Everyday Semiotics

Friday, December 14, 2007

Dem bones, dem bones

A short supplement to the last entry:

“The Prisoner” always seemed to me preoccupied also with death. While Foucault provides the critical tools with which to parse the series as it relates to power, I’m at a bit of a loss to decipher the show’s morbid undertones.

Each episode begins with the summary of how No. 6 was whisked away to the Village. He tenders, angrily, his resignation, and later is gassed. The men who anaesthetize No. 6 in his London flat drive a Hearse (with the license plate designation TLH 858 – significance?). When he wakes up, No. 6 quite literally arrived at his “home from home.” He has not been simply relocated, he’s been severed from his life and forced into a new existence.

Across the series, No. 6 makes occasional forays into the world of the living, such as in the “The Chimes of Big Ben” (here it is purely Their illusion) and “Many Happy Returns” (where it is actual but completely contrived and regulated by Them). In “Do Not Forsake Me, Oh My Darling,” No. 6's mind is swapped into another body. He is reincarnated, but Death trails close behind him. When at last it seems he really has returned to London, in “Fall Out,” it is both real and an illusion – a synthesis; and yet, he is unquestionably still in the realm of the Village.
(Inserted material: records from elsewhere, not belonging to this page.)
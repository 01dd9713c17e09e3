//! SQL dialects.
//!
//! A [`Dialect`] is selected once per [`Database`](crate::Database) from the backend tag
//! reported by the pool and shared by every builder created from it. It owns everything that
//! differs between backends:
//!
//! - placeholder rebinding (`?` → `$1`, ...), done right before dispatch
//! - `INSERT ... RETURNING id` support and last-insert-id fallbacks
//! - date/time function translation
//! - DDL type mapping and CREATE/ALTER rendering

mod date;
mod mysql;
mod postgres;
mod sqlite;

#[cfg(test)]
mod tests;

pub use date::{DateField, DatePart, mysql_to_postgres_format, mysql_to_strftime};
pub use mysql::MysqlDialect;
pub use postgres::PostgresDialect;
pub use sqlite::SqliteDialect;

use crate::error::{OrmError, OrmResult};
use crate::schema::{AlterCommand, ColumnDef, ColumnType, Index, IndexKind, Schema};
use crate::value::Value;
use chrono::NaiveDateTime;
use std::fmt;
use std::str::FromStr;
use std::sync::Arc;

/// Supported backend families.
#[derive(Debug, Clone, Copy, PartialEq, Eq, Hash)]
pub enum Driver {
    MySql,
    Postgres,
    Sqlite,
}

impl Driver {
    pub fn as_str(self) -> &'static str {
        match self {
            Driver::MySql => "mysql",
            Driver::Postgres => "postgres",
            Driver::Sqlite => "sqlite",
        }
    }

    /// Dialect implementation for this backend.
    pub fn dialect(self) -> Arc<dyn Dialect> {
        match self {
            Driver::MySql => Arc::new(MysqlDialect),
            Driver::Postgres => Arc::new(PostgresDialect),
            Driver::Sqlite => Arc::new(SqliteDialect),
        }
    }
}

impl fmt::Display for Driver {
    fn fmt(&self, f: &mut fmt::Formatter<'_>) -> fmt::Result {
        f.write_str(self.as_str())
    }
}

impl FromStr for Driver {
    type Err = OrmError;

    fn from_str(tag: &str) -> Result<Self, Self::Err> {
        match tag.to_ascii_lowercase().as_str() {
            "mysql" | "mariadb" => Ok(Driver::MySql),
            "postgres" | "postgresql" | "pgx" => Ok(Driver::Postgres),
            "sqlite" | "sqlite3" => Ok(Driver::Sqlite),
            other => Err(OrmError::Config(format!("unsupported database driver: {other}"))),
        }
    }
}

/// Select the dialect for a backend tag.
pub fn for_driver(tag: &str) -> OrmResult<Arc<dyn Dialect>> {
    Ok(tag.parse::<Driver>()?.dialect())
}

/// SQL expression together with the arguments its placeholders consume.
#[derive(Debug, Clone, PartialEq)]
pub struct Fragment {
    pub sql: String,
    pub args: Vec<Value>,
}

impl Fragment {
    pub fn new(sql: impl Into<String>, args: Vec<Value>) -> Self {
        Self {
            sql: sql.into(),
            args,
        }
    }
}

/// Backend capability interface.
///
/// Query-side methods return SQL fragments that use `?` placeholders; [`Dialect::rebind`]
/// converts the finished statement. DDL methods have shared defaults that individual
/// dialects override where their syntax differs.
pub trait Dialect: fmt::Debug + Send + Sync {
    fn driver(&self) -> Driver;

    fn name(&self) -> &'static str {
        self.driver().as_str()
    }

    // ==================== statements ====================

    /// Convert `?` placeholders into the backend's native form.
    fn rebind(&self, sql: &str) -> String {
        sql.to_string()
    }

    /// Whether `INSERT ... RETURNING id` is available.
    fn supports_returning(&self) -> bool {
        false
    }

    /// Whether `FOR UPDATE` / `FOR SHARE` suffixes are accepted.
    fn supports_row_locking(&self) -> bool {
        true
    }

    /// Whether each SELECT of a UNION may be wrapped in parentheses.
    fn parenthesize_compound(&self) -> bool {
        true
    }

    /// Identifiers produced by a multi-row INSERT, given the backend's reported
    /// last-insert id and affected row count. Assumes contiguous allocation.
    fn synthesize_ids(&self, last_insert_id: i64, rows: u64) -> Vec<i64> {
        (0..rows as i64).map(|i| last_insert_id + i).collect()
    }

    /// Cast an aggregate expression to a floating point type.
    fn float_cast(&self, expr: &str) -> String;

    // ==================== date functions ====================

    fn current_date(&self) -> &'static str;

    fn date_of(&self, column: &str) -> String {
        format!("DATE({column})")
    }

    fn time_of(&self, column: &str) -> String {
        format!("TIME({column})")
    }

    /// Integer-valued component of a date/time column.
    fn extract(&self, field: DateField, column: &str) -> String;

    /// `expr` shifted by a bound number of days (one `?`).
    fn add_days(&self, expr: &str) -> String;

    /// Whole days between two date expressions (`a - b`).
    fn date_diff(&self, a: &str, b: &str) -> String;

    /// Truncated column expression plus the operand to compare it against.
    fn date_trunc(&self, part: DatePart, column: &str, value: NaiveDateTime) -> (Fragment, Value);

    /// Column formatted with a MySQL-style pattern, translated to the backend's tokens.
    fn format_date(&self, column: &str, mysql_format: &str) -> Fragment;

    /// Column converted from UTC into the bound time zone.
    fn convert_timezone(&self, column: &str, zone: &str) -> OrmResult<Fragment>;

    /// Age of a date column in whole years.
    fn age_years(&self, column: &str) -> String;

    fn overlaps(&self, start1: &str, end1: &str, start2: &str, end2: &str) -> String {
        format!("({start1} <= {end2} AND {end1} >= {start2})")
    }

    /// Predicate that holds Monday through Friday.
    fn business_day(&self, column: &str) -> String;

    /// Minutes since midnight of a date/time column.
    fn minute_of_day(&self, column: &str) -> String;

    // ==================== DDL ====================

    /// Concrete SQL type for a column.
    fn column_type(&self, column: &ColumnDef) -> String;

    fn supports_fulltext_index(&self) -> bool {
        false
    }

    /// Keyword appended to auto-increment columns whose type does not imply it.
    fn auto_increment_keyword(&self) -> Option<&'static str> {
        None
    }

    /// Trailing column clause: an enum CHECK, or MySQL's inline COMMENT.
    fn column_suffix(&self, column: &ColumnDef) -> Option<String> {
        enum_check(column)
    }

    /// Single column definition as used by CREATE TABLE and ADD COLUMN.
    fn column_definition(&self, column: &ColumnDef) -> String {
        standard_column_definition(self, column)
    }

    /// Standalone `CREATE [UNIQUE] INDEX` statement.
    fn create_index(&self, table: &str, index: &Index) -> Option<String> {
        let unique = match index.kind {
            IndexKind::Plain => "",
            IndexKind::Unique => "UNIQUE ",
            IndexKind::FullText => {
                skipped(self.name(), "full-text index", &index.name);
                return None;
            }
        };
        Some(format!(
            "CREATE {unique}INDEX {} ON {table} ({})",
            index.name,
            index.columns.join(", ")
        ))
    }

    /// Render CREATE TABLE plus any statements that must follow it.
    fn build_create_table(&self, schema: &Schema) -> OrmResult<Vec<String>> {
        Ok(create_table_with_indexes(self, schema))
    }

    /// Render the ALTER TABLE statements for `schema.commands()`.
    fn build_alter_table(&self, schema: &Schema) -> OrmResult<Vec<String>>;

    fn build_drop_tables(&self, tables: &[String], if_exists: bool, cascade: bool) -> Vec<String> {
        let mut sql = String::from("DROP TABLE ");
        if if_exists {
            sql.push_str("IF EXISTS ");
        }
        sql.push_str(&tables.join(", "));
        if cascade {
            sql.push_str(" CASCADE");
        }
        vec![sql]
    }

    fn build_truncate(&self, tables: &[String], restart_identity: bool, cascade: bool) -> Vec<String>;
}

/// `CREATE [TEMPORARY] TABLE [IF NOT EXISTS] name (body)`
pub(crate) fn create_table_head(schema: &Schema, body: &[String]) -> String {
    let mut sql = String::from("CREATE ");
    if schema.is_temporary() {
        sql.push_str("TEMPORARY ");
    }
    sql.push_str("TABLE ");
    if schema.is_if_not_exists() {
        sql.push_str("IF NOT EXISTS ");
    }
    sql.push_str(schema.name());
    sql.push_str(" (");
    sql.push_str(&body.join(", "));
    sql.push(')');
    sql
}

/// PRIMARY KEY, UNIQUE and FOREIGN KEY clauses shared by every dialect.
pub(crate) fn table_constraints(schema: &Schema) -> Vec<String> {
    let mut out = Vec::new();
    if !schema.primary_key_columns().is_empty() {
        out.push(format!(
            "PRIMARY KEY ({})",
            schema.primary_key_columns().join(", ")
        ));
    }
    for (name, columns) in schema.unique_keys() {
        out.push(format!("CONSTRAINT {name} UNIQUE ({})", columns.join(", ")));
    }
    for fk in schema.foreign_keys() {
        out.push(fk.to_sql());
    }
    out
}

/// Resolve the column behind an ADD/MODIFY command.
pub(crate) fn command_column(schema: &Schema, idx: usize) -> OrmResult<&ColumnDef> {
    schema
        .columns()
        .get(idx)
        .ok_or_else(|| OrmError::Other(format!("alter command refers to missing column #{idx}")))
}

/// `name TYPE [NOT] NULL [DEFAULT ..] [auto] [PRIMARY KEY] [UNIQUE] [suffix]`
pub(crate) fn standard_column_definition<D: Dialect + ?Sized>(dialect: &D, column: &ColumnDef) -> String {
    let mut sql = format!("{} {}", column.name(), dialect.column_type(column));
    sql.push_str(if column.is_nullable() {
        " NULL"
    } else {
        " NOT NULL"
    });
    if let Some(default) = column.default_value() {
        sql.push_str(" DEFAULT ");
        sql.push_str(&default.to_sql());
    }
    if let Some(keyword) = dialect.auto_increment_keyword().filter(|_| column.is_auto_increment()) {
        sql.push(' ');
        sql.push_str(keyword);
    }
    if column.is_primary() {
        sql.push_str(" PRIMARY KEY");
    }
    if column.is_unique() {
        sql.push_str(" UNIQUE");
    }
    if let Some(suffix) = dialect.column_suffix(column) {
        sql.push(' ');
        sql.push_str(&suffix);
    }
    sql
}

/// CREATE TABLE followed by standalone CREATE INDEX statements.
pub(crate) fn create_table_with_indexes<D: Dialect + ?Sized>(dialect: &D, schema: &Schema) -> Vec<String> {
    let mut body: Vec<String> = schema
        .columns()
        .iter()
        .map(|c| dialect.column_definition(c))
        .collect();
    body.extend(table_constraints(schema));

    let mut statements = vec![create_table_head(schema, &body)];
    for index in schema.indexes() {
        statements.extend(dialect.create_index(schema.name(), index));
    }
    statements
}

pub(crate) fn enum_check(column: &ColumnDef) -> Option<String> {
    match column.column_type() {
        ColumnType::Enum(values) => {
            let list: Vec<String> = values
                .iter()
                .map(|v| format!("'{}'", v.replace('\'', "''")))
                .collect();
            Some(format!("CHECK ({} IN ({}))", column.name(), list.join(", ")))
        }
        _ => None,
    }
}

/// Rewrite `?` as `{prefix}1`, `{prefix}2`, ... leaving quoted literals alone.
pub(crate) fn rebind_numbered(sql: &str, prefix: char) -> String {
    let mut out = String::with_capacity(sql.len() + 8);
    let mut n = 0usize;
    let mut quote: Option<char> = None;
    for ch in sql.chars() {
        match quote {
            Some(q) => {
                if ch == q {
                    quote = None;
                }
                out.push(ch);
            }
            None => match ch {
                '\'' | '"' => {
                    quote = Some(ch);
                    out.push(ch);
                }
                '?' => {
                    n += 1;
                    out.push(prefix);
                    out.push_str(&n.to_string());
                }
                _ => out.push(ch),
            },
        }
    }
    out
}

pub(crate) fn skipped(dialect: &str, what: &str, detail: &str) {
    #[cfg(feature = "tracing")]
    tracing::warn!(target: "dblayer.schema", dialect, what, detail, "option not supported; skipped");
    #[cfg(not(feature = "tracing"))]
    let _ = (dialect, what, detail);
}

/// Reject commands that cannot be expressed.
pub(crate) fn unsupported_command(dialect: &'static str, command: &AlterCommand) -> OrmError {
    let what = match command {
        AlterCommand::ModifyColumn(_) => "MODIFY COLUMN",
        AlterCommand::AddPrimaryKey(_) => "ADD PRIMARY KEY",
        AlterCommand::AddForeignKey(_) => "ADD FOREIGN KEY",
        AlterCommand::DropForeignKey(_) => "DROP FOREIGN KEY",
        _ => "ALTER operation",
    };
    OrmError::unsupported(dialect, what)
}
It is never revealed which “side” controls the Village; nor is it revealed whether the “sides” in play are the ones they’re implied to be: i.e., the capitalist and communist hemispheres. Other characters who die and are resurrected – Cobb, Dutton, Leo McKern’s No. 2 – seem to switch sides in the process. So: is the Village on the side of life or of death?
‘Thus says the Lord God: “Behold, O My people, I will open your graves and cause you to come up from your graves, and bring you into the land of Israel.”’
(Ezekiel 37)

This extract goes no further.